When considering ground vibration propagation, a large amount of application can be found. For example, Kowalska-Koczwara et al. [10] presented the case of determining the vibration comfort of people in buildings above subway tunnels using WODL ratio (human vibration perception index). Moreover, high-speed rail ground vibrations are researched in many publications [11,12,13]. Thompson et al. [14] presented a general overview of the evaluation of ground vibration. In the paper review, evaluation criteria for both feelable vibration and ground-borne noise on railway vibration and noise are given. Romero et al. [15] presented a numerical method to study noise and vibration from underground structures. They described a model that represents the soil structure interaction problem and the radiated noise and vibration. The paper also presents developed applications to analyze the acoustic and elastic wave propagation from underground structures.

Gupta et al. [16] explained, however, that the vertical component of vibrations of a rock medium causes the creation of an equivalent sound speed. This causes vibrations in the air of the same frequency as the vertical vibrations of the rock medium, which can cause interference with seismic signals. Moreover, the authors of the following works [9,17,18,19,20] analyze the possibilities of reducing the noise transmitted by air from the vibrator baseplate to seismic recordings.
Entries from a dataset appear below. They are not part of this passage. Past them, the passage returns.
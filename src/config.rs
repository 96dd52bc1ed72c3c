use std::path::PathBuf;

use crate::error::Result;
use crate::locator;
use crate::report::OutputFormat;

/// Settings for one listing run. The default reads the located database and
/// prints text.
#[derive(Debug, Clone, Default, PartialEq, Eq)]
pub struct Config {
    /// Database file to read instead of the one under the user profile.
    pub db_path: Option<PathBuf>,
    pub format: OutputFormat,
}

impl Config {
    pub fn new() -> Self {
        Self::default()
    }

    pub fn with_db_path(mut self, path: impl Into<PathBuf>) -> Self {
        self.db_path = Some(path.into());
        self
    }

    pub fn with_format(mut self, format: OutputFormat) -> Self {
        self.format = format;
        self
    }

    pub fn database_path(&self) -> Result<PathBuf> {
        match &self.db_path {
            Some(path) => Ok(path.clone()),
            None => locator::database_path(),
        }
    }
}

#[cfg(test)]
mod tests {
    use super::*;

    #[test]
    fn override_wins_over_locator() {
        let config = Config::new().with_db_path("/tmp/other.db");
        assert_eq!(config.database_path().unwrap(), PathBuf::from("/tmp/other.db"));
    }

    #[test]
    fn defaults_to_text() {
        let config = Config::new();
        assert_eq!(config.format, OutputFormat::Text);
        assert!(config.db_path.is_none());
    }
}
//! Read-only access to the `server` table of a pgAdmin 4 database.
//!
//! The handle is owned by [`ServerStore`] and closed when it is dropped, so
//! every exit path (including a failed query) releases the file.

use std::path::{Path, PathBuf};

use rusqlite::types::Value;
use rusqlite::{Connection, OpenFlags, Row};
use serde::Serialize;

use crate::error::{Error, Result};

/// The one query this crate ever runs.
pub const SERVERS_QUERY: &str = "SELECT name, host, username, password FROM server";

/// A column value exactly as SQLite stored it, whatever the declared type.
#[derive(Debug, Clone, PartialEq, Serialize)]
#[serde(untagged)]
pub enum Field {
    Null,
    Integer(i64),
    Real(f64),
    Text(String),
    Blob(Vec<u8>),
}

impl From<Value> for Field {
    fn from(value: Value) -> Self {
        match value {
            Value::Null => Field::Null,
            Value::Integer(i) => Field::Integer(i),
            Value::Real(r) => Field::Real(r),
            Value::Text(s) => Field::Text(s),
            Value::Blob(b) => Field::Blob(b),
        }
    }
}

impl From<&str> for Field {
    fn from(s: &str) -> Self {
        Field::Text(s.to_string())
    }
}

impl Field {
    pub fn is_null(&self) -> bool {
        matches!(self, Field::Null)
    }
}

/// A saved connection profile as stored by pgAdmin.
#[derive(Debug, Clone, PartialEq, Serialize)]
pub struct ServerRecord {
    pub name: Field,
    pub host: Field,
    pub username: Field,
    /// Ciphertext exactly as stored; never decoded.
    pub encrypted_password: Field,
}

impl ServerRecord {
    fn from_row(row: &Row<'_>) -> rusqlite::Result<Self> {
        Ok(Self {
            name: row.get::<_, Value>(0)?.into(),
            host: row.get::<_, Value>(1)?.into(),
            username: row.get::<_, Value>(2)?.into(),
            encrypted_password: row.get::<_, Value>(3)?.into(),
        })
    }
}

pub struct ServerStore {
    path: PathBuf,
    conn: Connection,
}

impl ServerStore {
    /// Open an existing database read-only.
    ///
    /// SQLite opens lazily, so the schema version is read here to make a
    /// missing, locked or non-database file fail at open time.
    pub fn open(path: impl AsRef<Path>) -> Result<Self> {
        let path = path.as_ref().to_path_buf();
        let open_err = |source| Error::Open {
            path: path.clone(),
            source,
        };

        let flags = OpenFlags::SQLITE_OPEN_READ_ONLY | OpenFlags::SQLITE_OPEN_NO_MUTEX;
        let conn = Connection::open_with_flags(&path, flags).map_err(open_err)?;
        conn.query_row("PRAGMA schema_version", [], |row| row.get::<_, i64>(0))
            .map_err(open_err)?;

        tracing::debug!(path = %path.display(), "opened pgAdmin database");
        Ok(Self { path, conn })
    }

    pub fn path(&self) -> &Path {
        &self.path
    }

    /// Fetch every saved server, in whatever order SQLite yields them.
    pub fn servers(&self) -> Result<Vec<ServerRecord>> {
        let mut stmt = self.conn.prepare(SERVERS_QUERY).map_err(Error::Query)?;
        let rows = stmt
            .query_map([], ServerRecord::from_row)
            .map_err(Error::Query)?;
        let records = rows
            .collect::<rusqlite::Result<Vec<_>>>()
            .map_err(Error::Query)?;

        tracing::info!(count = records.len(), "read saved servers");
        Ok(records)
    }

    /// Close the handle, surfacing any error SQLite reports on close.
    pub fn close(self) -> Result<()> {
        let path = self.path;
        self.conn.close().map_err(|(_, err)| Error::Close(err))?;
        tracing::debug!(path = %path.display(), "closed pgAdmin database");
        Ok(())
    }
}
For this purpose, they use microphones for recording sound, so that at a later stage these recordings can serve as a kind of “mask filter”, thanks to which it is possible to separate the seismic signal. In addition, the works [18,19] presented an analysis of a problem known since 1951, when it was first found out that an air-propagated wave can also exchange energy with existing surface waves of the substrate moving in the layer at the surface. As a result, an air-coupled surface wave is generated when the specific frequency component of the Rayleigh scattered wave is equal to the speed of sound in the air [21,22,23].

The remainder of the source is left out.